A alta nos combustíveis pressionou a taxa da inflação em julho, cujos preços subiram, em média, 0,47% no mês, depois de caírem 4,25% em junho. O litro da gasolina, que havia registrado queda de 3,94% um mês antes, teve alta de 0,15% no período.
Somente este ano a gasolina acumula alta de 6,30%, superior à elevação registrada durante todo o ano passado (1,67%). O etanol subiu de janeiro a julho, 10,19%.
Segundo o Índice de Preços do Instituto Brasileiro de Geografia e Estatística (IBGE), a alta no etanol pode ser explicada por problemas na safra da cana-de-açúcar, que deve ter redução de 5% este ano, e pela perda de qualidade do produto em função de problemas climáticos, além do aumento da frota de carros flex no país.
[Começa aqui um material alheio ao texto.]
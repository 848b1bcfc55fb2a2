//! Set operators: `distinct`, `except`, `intersect`, `union` and their
//! `_by` (key selector) and `_with` (custom comparer) variants.
//!
//! Comparers are arbitrary pairwise predicates, so "seen" buffers are plain
//! vectors scanned linearly: O(n * distinct) per stage. Buffers hold keys of
//! elements already seen (or of the materialized second sequence), never
//! elements that have not been requested yet.

use std::rc::Rc;

use lazyq_core::Equality;
use lazyq_cursor::{BoxedEnumerator, Enumerator, Step};

use crate::enumerable::Enumerable;

fn contains_key<K>(buffer: &[K], key: &K, comparer: &Equality<K>) -> bool {
    buffer.iter().any(|seen| comparer.equals(seen, key))
}

impl<T: Clone + 'static> Enumerable<T> {
    fn distinct_core<K, KF>(&self, key: KF, comparer: Equality<K>) -> Enumerable<T>
    where
        K: 'static,
        KF: Fn(&T) -> K + 'static,
    {
        let source = self.clone();
        let key = Rc::new(key);
        let hint = self.capacity_hint();
        self.derive(move || -> Step<T> {
            let mut cursor = source.cursor();
            let key = Rc::clone(&key);
            let comparer = comparer.clone();
            let mut seen: Vec<K> = Vec::with_capacity(hint);
            Box::new(move || {
                while cursor.advance() {
                    let Some(item) = cursor.current() else {
                        continue;
                    };
                    let k = key(item);
                    if !contains_key(&seen, &k, &comparer) {
                        seen.push(k);
                        return Some(item.clone());
                    }
                }
                None
            })
        })
    }

    /// Elements of `self` whose key is found (`keep_found`) or not found in
    /// the keys of `second`, which is drained once on the first `advance()`.
    fn filter_against<K, KF>(
        &self,
        second: &Enumerable<T>,
        key: KF,
        comparer: Equality<K>,
        keep_found: bool,
    ) -> Enumerable<T>
    where
        K: 'static,
        KF: Fn(&T) -> K + 'static,
    {
        let source = self.clone();
        let other = second.clone();
        let key = Rc::new(key);
        let hint = self.capacity_hint();
        self.derive_with(second, move || -> Step<T> {
            let mut keys: Vec<K> = Vec::with_capacity(hint);
            let mut other_cursor = other.cursor();
            while other_cursor.advance() {
                if let Some(item) = other_cursor.current() {
                    keys.push(key(item));
                }
            }

            let mut cursor = source.cursor();
            let key = Rc::clone(&key);
            let comparer = comparer.clone();
            Box::new(move || {
                while cursor.advance() {
                    let Some(item) = cursor.current() else {
                        continue;
                    };
                    if contains_key(&keys, &key(item), &comparer) == keep_found {
                        return Some(item.clone());
                    }
                }
                None
            })
        })
    }

    fn union_core<K, KF>(&self, second: &Enumerable<T>, key: KF, comparer: Equality<K>) -> Enumerable<T>
    where
        K: 'static,
        KF: Fn(&T) -> K + 'static,
    {
        let source = self.clone();
        let other = second.clone();
        let key = Rc::new(key);
        let hint = self.capacity_hint();
        self.derive_with(second, move || -> Step<T> {
            let mut first = source.cursor();
            let mut second = other.cursor();
            let mut on_first = true;
            let key = Rc::clone(&key);
            let comparer = comparer.clone();
            let mut seen: Vec<K> = Vec::with_capacity(hint);
            Box::new(move || loop {
                let cursor: &mut BoxedEnumerator<T> = if on_first { &mut first } else { &mut second };
                if !cursor.advance() {
                    if on_first {
                        on_first = false;
                        continue;
                    }
                    return None;
                }
                let Some(item) = cursor.current() else {
                    continue;
                };
                let k = key(item);
                if !contains_key(&seen, &k, &comparer) {
                    seen.push(k);
                    return Some(item.clone());
                }
            })
        })
    }

    /// First occurrence of each element.
    pub fn distinct(&self) -> Enumerable<T>
    where
        T: PartialEq,
    {
        self.distinct_with(Equality::default())
    }

    pub fn distinct_with(&self, comparer: Equality<T>) -> Enumerable<T> {
        self.distinct_core(T::clone, comparer)
    }

    /// First element for each distinct key.
    pub fn distinct_by<K, KF>(&self, key: KF) -> Enumerable<T>
    where
        K: PartialEq + 'static,
        KF: Fn(&T) -> K + 'static,
    {
        self.distinct_core(key, Equality::default())
    }

    pub fn distinct_by_with<K, KF>(&self, key: KF, comparer: Equality<K>) -> Enumerable<T>
    where
        K: 'static,
        KF: Fn(&T) -> K + 'static,
    {
        self.distinct_core(key, comparer)
    }

    /// Elements of `self` not present in `second`.
    pub fn except(&self, second: &Enumerable<T>) -> Enumerable<T>
    where
        T: PartialEq,
    {
        self.except_with(second, Equality::default())
    }

    pub fn except_with(&self, second: &Enumerable<T>, comparer: Equality<T>) -> Enumerable<T> {
        self.filter_against(second, T::clone, comparer, false)
    }

    /// Elements of `self` whose key matches no key of `second`.
    pub fn except_by<K, KF>(&self, second: &Enumerable<T>, key: KF) -> Enumerable<T>
    where
        K: PartialEq + 'static,
        KF: Fn(&T) -> K + 'static,
    {
        self.filter_against(second, key, Equality::default(), false)
    }

    pub fn except_by_with<K, KF>(
        &self,
        second: &Enumerable<T>,
        key: KF,
        comparer: Equality<K>,
    ) -> Enumerable<T>
    where
        K: 'static,
        KF: Fn(&T) -> K + 'static,
    {
        self.filter_against(second, key, comparer, false)
    }

    /// Elements of `self` also present in `second`.
    pub fn intersect(&self, second: &Enumerable<T>) -> Enumerable<T>
    where
        T: PartialEq,
    {
        self.intersect_with(second, Equality::default())
    }

    pub fn intersect_with(&self, second: &Enumerable<T>, comparer: Equality<T>) -> Enumerable<T> {
        self.filter_against(second, T::clone, comparer, true)
    }

    /// Elements of `self` whose key matches some key of `second`.
    pub fn intersect_by<K, KF>(&self, second: &Enumerable<T>, key: KF) -> Enumerable<T>
    where
        K: PartialEq + 'static,
        KF: Fn(&T) -> K + 'static,
    {
        self.filter_against(second, key, Equality::default(), true)
    }

    pub fn intersect_by_with<K, KF>(
        &self,
        second: &Enumerable<T>,
        key: KF,
        comparer: Equality<K>,
    ) -> Enumerable<T>
    where
        K: 'static,
        KF: Fn(&T) -> K + 'static,
    {
        self.filter_against(second, key, comparer, true)
    }

    /// Unique elements of `self`, then unique elements of `second` not
    /// already yielded.
    pub fn union(&self, second: &Enumerable<T>) -> Enumerable<T>
    where
        T: PartialEq,
    {
        self.union_with(second, Equality::default())
    }

    pub fn union_with(&self, second: &Enumerable<T>, comparer: Equality<T>) -> Enumerable<T> {
        self.union_core(second, T::clone, comparer)
    }

    pub fn union_by<K, KF>(&self, second: &Enumerable<T>, key: KF) -> Enumerable<T>
    where
        K: PartialEq + 'static,
        KF: Fn(&T) -> K + 'static,
    {
        self.union_core(second, key, Equality::default())
    }

    pub fn union_by_with<K, KF>(
        &self,
        second: &Enumerable<T>,
        key: KF,
        comparer: Equality<K>,
    ) -> Enumerable<T>
    where
        K: 'static,
        KF: Fn(&T) -> K + 'static,
    {
        self.union_core(second, key, comparer)
    }
}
Com isso, a taxa do grupo transportes, também pressionada pelas tarifas de ônibus interestaduais (de 0,55% para 5,60%), que tiveram reajuste em julho, passou de – 0,61% para 0,46% no período.
Já os alimentos tiveram queda forte em julho, tendo passado de -0,26% para –0,34%, de acordo com o levantamento do IBGE. Ficaram mais baratos na passagem de um mês para o outro o tomate (-15,32%) e as carnes (-1,12%).
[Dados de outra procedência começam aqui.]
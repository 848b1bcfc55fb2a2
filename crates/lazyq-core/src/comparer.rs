//! Caller-supplied equality and ordering comparers.
//!
//! Equality is deliberately not tied to `Hash`: lookups and set operators
//! scan linearly so that any pairwise predicate can serve as a key comparer.

use std::cmp::Ordering;
use std::fmt;
use std::rc::Rc;

/// Pairwise equality over `K`. Cheap to clone.
pub struct Equality<K: ?Sized> {
    eq: Rc<dyn Fn(&K, &K) -> bool>,
}

impl<K: ?Sized> Equality<K> {
    pub fn new<F>(eq: F) -> Self
    where
        F: Fn(&K, &K) -> bool + 'static,
    {
        Self { eq: Rc::new(eq) }
    }

    #[inline]
    pub fn equals(&self, a: &K, b: &K) -> bool {
        (self.eq)(a, b)
    }
}

impl<K: PartialEq + ?Sized + 'static> Default for Equality<K> {
    fn default() -> Self {
        Self::new(|a: &K, b: &K| a == b)
    }
}

impl<K: ?Sized> Clone for Equality<K> {
    fn clone(&self) -> Self {
        Self {
            eq: Rc::clone(&self.eq),
        }
    }
}

impl<K: ?Sized> fmt::Debug for Equality<K> {
    fn fmt(&self, f: &mut fmt::Formatter<'_>) -> fmt::Result {
        f.write_str("Equality(..)")
    }
}

/// Three-way ordering over `K`. Cheap to clone.
pub struct Comparison<K: ?Sized> {
    cmp: Rc<dyn Fn(&K, &K) -> Ordering>,
}

impl<K: ?Sized> Comparison<K> {
    pub fn new<F>(cmp: F) -> Self
    where
        F: Fn(&K, &K) -> Ordering + 'static,
    {
        Self { cmp: Rc::new(cmp) }
    }

    /// Build from a boolean "a sorts before b" predicate.
    pub fn from_less<F>(less: F) -> Self
    where
        F: Fn(&K, &K) -> bool + 'static,
    {
        Self::new(move |a, b| {
            if less(a, b) {
                Ordering::Less
            } else if less(b, a) {
                Ordering::Greater
            } else {
                Ordering::Equal
            }
        })
    }

    #[inline]
    pub fn compare(&self, a: &K, b: &K) -> Ordering {
        (self.cmp)(a, b)
    }

    pub fn reversed(&self) -> Self
    where
        K: 'static,
    {
        let inner = Rc::clone(&self.cmp);
        Self::new(move |a, b| inner(b, a))
    }
}

impl<K: PartialOrd + ?Sized + 'static> Comparison<K> {
    /// Built-in ordering, made total: values unequal to themselves (NaN)
    /// sort after every other value and equal to each other.
    pub fn natural() -> Self {
        Self::new(|a: &K, b: &K| {
            a.partial_cmp(b)
                .unwrap_or_else(|| is_unordered(a).cmp(&is_unordered(b)))
        })
    }
}

#[allow(clippy::eq_op)]
fn is_unordered<K: PartialOrd + ?Sized>(value: &K) -> bool {
    value != value
}

impl<K: PartialOrd + ?Sized + 'static> Default for Comparison<K> {
    fn default() -> Self {
        Self::natural()
    }
}

impl<K: ?Sized> Clone for Comparison<K> {
    fn clone(&self) -> Self {
        Self {
            cmp: Rc::clone(&self.cmp),
        }
    }
}

impl<K: ?Sized> fmt::Debug for Comparison<K> {
    fn fmt(&self, f: &mut fmt::Formatter<'_>) -> fmt::Result {
        f.write_str("Comparison(..)")
    }
}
Entre as regiões, Brasília registrou o maior índice (0,60%) e Recife (-0,15%), o menor.
O documento do IBGE também mostra que a inflação acumulada no período de 12 meses encerrado em julho ficou em 6,87% e atingiu o resultado mais elevado desde junho de 2005, quando ficou em 7,27%. Em junho de 2011, o índice acumulado havia sido 6,71%.
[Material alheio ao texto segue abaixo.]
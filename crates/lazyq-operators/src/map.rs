//! Projection operators: `map` (select), `map_indexed`, `flat_map` (select many).

use std::rc::Rc;

use lazyq_cursor::{BoxedEnumerator, Enumerator, EnumeratorExt, Step};

use crate::enumerable::Enumerable;

impl<T: Clone + 'static> Enumerable<T> {
    /// 1:1 transform. The selector runs only for elements pulled downstream.
    #[doc(alias = "select")]
    pub fn map<U, F>(&self, selector: F) -> Enumerable<U>
    where
        U: 'static,
        F: Fn(&T) -> U + 'static,
    {
        let source = self.clone();
        let selector = Rc::new(selector);
        self.derive(move || -> Step<U> {
            let mut cursor = source.cursor();
            let selector = Rc::clone(&selector);
            Box::new(move || {
                if cursor.advance() {
                    cursor.current().map(|item| selector(item))
                } else {
                    None
                }
            })
        })
    }

    /// Like `map`, with the zero-based position of each element.
    pub fn map_indexed<U, F>(&self, selector: F) -> Enumerable<U>
    where
        U: 'static,
        F: Fn(&T, usize) -> U + 'static,
    {
        let source = self.clone();
        let selector = Rc::new(selector);
        self.derive(move || -> Step<U> {
            let mut cursor = source.cursor();
            let selector = Rc::clone(&selector);
            let mut index = 0;
            Box::new(move || {
                if !cursor.advance() {
                    return None;
                }
                let position = index;
                index += 1;
                cursor.current().map(|item| selector(item, position))
            })
        })
    }

    /// Flatten the sequences produced by `selector`, draining each inner
    /// sequence before pulling the next outer element.
    #[doc(alias = "select_many")]
    pub fn flat_map<U, F>(&self, selector: F) -> Enumerable<U>
    where
        U: Clone + 'static,
        F: Fn(&T) -> Enumerable<U> + 'static,
    {
        self.flat_map_with(selector, |_, inner| inner)
    }

    /// `flat_map` with a result projection over (outer, inner) pairs.
    pub fn flat_map_with<U, R, F, S>(&self, collection: F, result: S) -> Enumerable<R>
    where
        U: Clone + 'static,
        R: 'static,
        F: Fn(&T) -> Enumerable<U> + 'static,
        S: Fn(&T, U) -> R + 'static,
    {
        let source = self.clone();
        let collection = Rc::new(collection);
        let result = Rc::new(result);
        self.derive(move || -> Step<R> {
            let mut outer = source.cursor();
            let collection = Rc::clone(&collection);
            let result = Rc::clone(&result);
            let mut inner: Option<(T, BoxedEnumerator<U>)> = None;
            Box::new(move || loop {
                if let Some((item, cursor)) = inner.as_mut() {
                    if let Some(value) = cursor.next_value() {
                        return Some(result(&*item, value));
                    }
                }
                let item = outer.next_value()?;
                let cursor = collection(&item).cursor();
                inner = Some((item, cursor));
            })
        })
    }
}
O IPCA se refere às famílias com rendimento até 40 salários mínimos e abrange nove regiões metropolitanas do país, além do município de Goiânia e de Brasília. Para o cálculo do índice de julho foram coletados preços entre 29 de junho e 27 de julho e comparados àqueles vigentes entre 28 de maio e 28 de junho.